»»
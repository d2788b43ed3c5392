//! Protocol logic for one client, independent of the socket.
//!
//! The session feeds parsed commands and message data in, and performs
//! whatever [`Action`] comes back. Nothing here does I/O, so the whole
//! dialogue can be driven from tests.

use std::{net::IpAddr, sync::Arc};

use conduit_common::{envelope::{Envelope, EnvelopeId}, internal, status::Status};
use conduit_delivery::QueueError;

use crate::{
    command::Command,
    response::Reply,
    session::SessionConfig,
    state::{OutOfSequence, State, Transaction},
};

/// What the session must do next.
#[derive(Debug, Clone, PartialEq, Eq)]
pub enum Action {
    /// Send the reply and keep reading
    Reply(Reply),
    /// Send the reply and close the connection
    Close(Reply),
    /// Queue the envelope, then report the result through
    /// [`Machine::enqueued`]
    Enqueue(Box<Envelope>),
}

#[derive(Debug)]
pub struct Machine {
    state: State,
    txn: Transaction,
    peer: IpAddr,
    config: Arc<SessionConfig>,
}

impl Machine {
    pub fn new(peer: IpAddr, config: Arc<SessionConfig>) -> Self {
        Self {
            state: State::default(),
            txn: Transaction::default(),
            peer,
            config,
        }
    }

    pub const fn state(&self) -> State {
        self.state
    }

    pub const fn transaction(&self) -> &Transaction {
        &self.txn
    }

    pub fn greet(&mut self) -> Reply {
        self.state = State::GreetingSent;
        Reply::new(
            Status::ServiceReady,
            format!("{} ESMTP conduit ready", self.config.banner),
        )
    }

    /// Handle one command line.
    pub fn command(&mut self, command: Command) -> Action {
        match &command {
            Command::Unknown(_) => {
                return Action::Reply(Reply::new(Status::SyntaxError, "Command not recognised"));
            }
            Command::Invalid(reason) => {
                return Action::Reply(Reply::new(Status::ParameterSyntaxError, reason.clone()));
            }
            Command::RcptTo(rcpt) if self.state.accepts_recipients() => {
                if let Err(err) = self.config.verifier.verify(self.peer, rcpt) {
                    internal!(
                        level = INFO,
                        peer = %self.peer,
                        recipient = %rcpt,
                        "Refusing recipient: {err}"
                    );
                    let reply = Reply::new(Status::Error, err.to_string());
                    if err.closes_session() {
                        self.state = State::Closed;
                        return Action::Close(reply);
                    }
                    return Action::Reply(reply);
                }
            }
            Command::Data if self.state == State::SenderSet => {
                return Action::Reply(Reply::new(Status::TransactionFailed, "No valid recipients"));
            }
            _ => {}
        }

        match self.state.transition(command.clone(), &mut self.txn) {
            Ok(next) => {
                self.state = next;
                self.reply_to(&command)
            }
            Err(OutOfSequence(reason)) => {
                Action::Reply(Reply::new(Status::InvalidCommandSequence, reason))
            }
        }
    }

    fn reply_to(&self, command: &Command) -> Action {
        let banner = &self.config.banner;
        Action::Reply(match command {
            Command::Helo(helo) if helo.is_extended() => Reply::multiline(
                Status::Ok,
                [
                    format!("{banner} greets {}", helo.id()),
                    "8BITMIME".to_string(),
                    format!("SIZE {}", self.config.max_message_size),
                ],
            ),
            Command::Helo(helo) => Reply::new(Status::Ok, format!("{banner} greets {}", helo.id())),
            Command::Data => Reply::new(Status::StartMailInput, "End data with <CR><LF>.<CR><LF>"),
            Command::Help => Reply::multiline(
                Status::HelpMessage,
                [
                    "Supported commands:",
                    "EHLO HELO MAIL RCPT DATA RSET NOOP HELP VRFY QUIT",
                ],
            ),
            Command::Vrfy => Reply::new(
                Status::CannotVerify,
                "Cannot VRFY user, but will accept message and attempt delivery",
            ),
            Command::Quit => {
                return Action::Close(Reply::new(Status::GoodBye, "Bye"));
            }
            Command::MailFrom(_)
            | Command::RcptTo(_)
            | Command::Rset
            | Command::Noop
            | Command::Invalid(_)
            | Command::Unknown(_) => Reply::new(Status::Ok, "Ok"),
        })
    }

    /// The client finished sending message data.
    ///
    /// `oversized` is set when the data went over the size limit; whatever
    /// was read is then discarded and the message refused.
    pub fn data_complete(&mut self, message: &[u8], oversized: bool) -> Action {
        if self.state != State::DataReceiving {
            return Action::Reply(Reply::new(Status::InvalidCommandSequence, "No message in progress"));
        }

        if oversized {
            internal!(
                level = INFO,
                peer = %self.peer,
                limit = self.config.max_message_size,
                "Refusing oversized message"
            );
            self.reject();
            return Action::Reply(Reply::new(
                Status::ExceededStorage,
                "Message exceeds fixed maximum message size",
            ));
        }

        match self
            .config
            .transformer
            .transform(message, &self.txn.sender, &self.txn.recipients)
        {
            Ok(envelope) => Action::Enqueue(Box::new(envelope)),
            Err(err) => {
                internal!(level = INFO, peer = %self.peer, error = %err, "Refusing message");
                self.reject();
                Action::Reply(Reply::new(
                    Status::TransactionFailed,
                    format!("Transaction failed: {err}"),
                ))
            }
        }
    }

    /// Report the outcome of queueing the envelope from [`Action::Enqueue`].
    pub fn enqueued(&mut self, result: Result<EnvelopeId, QueueError>) -> Reply {
        match result {
            Ok(id) => {
                internal!(
                    level = INFO,
                    envelope = %id,
                    peer = %self.peer,
                    from = %self.txn.sender,
                    to = ?self.txn.recipients,
                    "Message queued"
                );
                self.txn.reset();
                self.state = State::Queued;
                Reply::new(Status::Ok, format!("Ok: queued as {id}"))
            }
            Err(err) => {
                internal!(level = WARN, peer = %self.peer, error = %err, "Unable to queue message");
                self.reject();
                if err.is_temporary() {
                    Reply::new(Status::InsufficientStorage, format!("{err}, try again later"))
                } else {
                    Reply::new(Status::TransactionFailed, format!("Transaction failed: {err}"))
                }
            }
        }
    }

    /// The client went quiet for longer than the command timeout.
    pub fn timeout(&mut self) -> Reply {
        self.state = State::Closed;
        Reply::new(
            Status::Unavailable,
            format!("{} Timeout, closing connection", self.config.banner),
        )
    }

    /// The relay is stopping.
    pub fn shutdown(&mut self) -> Reply {
        self.state = State::Closed;
        Reply::new(Status::Unavailable, "Server shutting down")
    }

    /// A command line went over the line length limit.
    pub fn line_too_long(&mut self) -> Reply {
        self.state = State::Closed;
        Reply::new(Status::SyntaxError, "Line too long")
    }

    fn reject(&mut self) {
        self.txn.reset();
        self.state = State::Rejected;
    }
}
««
◆ WORK ITEM ◆
Top to bottom, set down the entries above word for word.

◆ ANSWER FOR THE TASK ◆
repository d2788b43ed3c5392
//! Protocol logic for one client, independent of the socket.
//!
//! The session feeds parsed commands and message data in, and performs
//! whatever [`Action`] comes back. Nothing here does I/O, so the whole
//! dialogue can be driven from tests.

use std::{net::IpAddr, sync::Arc};

use conduit_common::{envelope::{Envelope, EnvelopeId}, internal, status::Status};
use conduit_delivery::QueueError;

use crate::{
    command::Command,
    response::Reply,
    session::SessionConfig,
    state::{OutOfSequence, State, Transaction},
};

/// What the session must do next.
#[derive(Debug, Clone, PartialEq, Eq)]
pub enum Action {
    /// Send the reply and keep reading
    Reply(Reply),
    /// Send the reply and close the connection
    Close(Reply),
    /// Queue the envelope, then report the result through
    /// [`Machine::enqueued`]
    Enqueue(Box<Envelope>),
}

#[derive(Debug)]
pub struct Machine {
    state: State,
    txn: Transaction,
    peer: IpAddr,
    config: Arc<SessionConfig>,
}

impl Machine {
    pub fn new(peer: IpAddr, config: Arc<SessionConfig>) -> Self {
        Self {
            state: State::default(),
            txn: Transaction::default(),
            peer,
            config,
        }
    }

    pub const fn state(&self) -> State {
        self.state
    }

    pub const fn transaction(&self) -> &Transaction {
        &self.txn
    }

    pub fn greet(&mut self) -> Reply {
        self.state = State::GreetingSent;
        Reply::new(
            Status::ServiceReady,
            format!("{} ESMTP conduit ready", self.config.banner),
        )
    }

    /// Handle one command line.
    pub fn command(&mut self, command: Command) -> Action {
        match &command {
            Command::Unknown(_) => {
                return Action::Reply(Reply::new(Status::SyntaxError, "Command not recognised"));
            }
            Command::Invalid(reason) => {
                return Action::Reply(Reply::new(Status::ParameterSyntaxError, reason.clone()));
            }
            Command::RcptTo(rcpt) if self.state.accepts_recipients() => {
                if let Err(err) = self.config.verifier.verify(self.peer, rcpt) {
                    internal!(
                        level = INFO,
                        peer = %self.peer,
                        recipient = %rcpt,
                        "Refusing recipient: {err}"
                    );
                    let reply = Reply::new(Status::Error, err.to_string());
                    if err.closes_session() {
                        self.state = State::Closed;
                        return Action::Close(reply);
                    }
                    return Action::Reply(reply);
                }
            }
            Command::Data if self.state == State::SenderSet => {
                return Action::Reply(Reply::new(Status::TransactionFailed, "No valid recipients"));
            }
            _ => {}
        }

        match self.state.transition(command.clone(), &mut self.txn) {
            Ok(next) => {
                self.state = next;
                self.reply_to(&command)
            }
            Err(OutOfSequence(reason)) => {
                Action::Reply(Reply::new(Status::InvalidCommandSequence, reason))
            }
        }
    }

    fn reply_to(&self, command: &Command) -> Action {
        let banner = &self.config.banner;
        Action::Reply(match command {
            Command::Helo(helo) if helo.is_extended() => Reply::multiline(
                Status::Ok,
                [
                    format!("{banner} greets {}", helo.id()),
                    "8BITMIME".to_string(),
                    format!("SIZE {}", self.config.max_message_size),
                ],
            ),
            Command::Helo(helo) => Reply::new(Status::Ok, format!("{banner} greets {}", helo.id())),
            Command::Data => Reply::new(Status::StartMailInput, "End data with <CR><LF>.<CR><LF>"),
            Command::Help => Reply::multiline(
                Status::HelpMessage,
                [
                    "Supported commands:",
                    "EHLO HELO MAIL RCPT DATA RSET NOOP HELP VRFY QUIT",
                ],
            ),
            Command::Vrfy => Reply::new(
                Status::CannotVerify,
                "Cannot VRFY user, but will accept message and attempt delivery",
            ),
            Command::Quit => {
                return Action::Close(Reply::new(Status::GoodBye, "Bye"));
            }
            Command::MailFrom(_)
            | Command::RcptTo(_)
            | Command::Rset
            | Command::Noop
            | Command::Invalid(_)
            | Command::Unknown(_) => Reply::new(Status::Ok, "Ok"),
        })
    }

    /// The client finished sending message data.
    ///
    /// `oversized` is set when the data went over the size limit; whatever
    /// was read is then discarded and the message refused.
    pub fn data_complete(&mut self, message: &[u8], oversized: bool) -> Action {
        if self.state != State::DataReceiving {
            return Action::Reply(Reply::new(Status::InvalidCommandSequence, "No message in progress"));
        }

        if oversized {
            internal!(
                level = INFO,
                peer = %self.peer,
                limit = self.config.max_message_size,
                "Refusing oversized message"
            );
            self.reject();
            return Action::Reply(Reply::new(
                Status::ExceededStorage,
                "Message exceeds fixed maximum message size",
            ));
        }

        match self
            .config
            .transformer
            .transform(message, &self.txn.sender, &self.txn.recipients)
        {
            Ok(envelope) => Action::Enqueue(Box::new(envelope)),
            Err(err) => {
                internal!(level = INFO, peer = %self.peer, error = %err, "Refusing message");
                self.reject();
                Action::Reply(Reply::new(
                    Status::TransactionFailed,
                    format!("Transaction failed: {err}"),
                ))
            }
        }
    }

    /// Report the outcome of queueing the envelope from [`Action::Enqueue`].
    pub fn enqueued(&mut self, result: Result<EnvelopeId, QueueError>) -> Reply {
        match result {
            Ok(id) => {
                internal!(
                    level = INFO,
                    envelope = %id,
                    peer = %self.peer,
                    from = %self.txn.sender,
                    to = ?self.txn.recipients,
                    "Message queued"
                );
                self.txn.reset();
                self.state = State::Queued;
                Reply::new(Status::Ok, format!("Ok: queued as {id}"))
            }
            Err(err) => {
                internal!(level = WARN, peer = %self.peer, error = %err, "Unable to queue message");
                self.reject();
                if err.is_temporary() {
                    Reply::new(Status::InsufficientStorage, format!("{err}, try again later"))
                } else {
                    Reply::new(Status::TransactionFailed, format!("Transaction failed: {err}"))
                }
            }
        }
    }

    /// The client went quiet for longer than the command timeout.
    pub fn timeout(&mut self) -> Reply {
        self.state = State::Closed;
        Reply::new(
            Status::Unavailable,
            format!("{} Timeout, closing connection", self.config.banner),
        )
    }

    /// The relay is stopping.
    pub fn shutdown(&mut self) -> Reply {
        self.state = State::Closed;
        Reply::new(Status::Unavailable, "Server shutting down")
    }

    /// A command line went over the line length limit.
    pub fn line_too_long(&mut self) -> Reply {
        self.state = State::Closed;
        Reply::new(Status::SyntaxError, "Line too long")
    }

    fn reject(&mut self) {
        self.txn.reset();
        self.state = State::Rejected;
    }
}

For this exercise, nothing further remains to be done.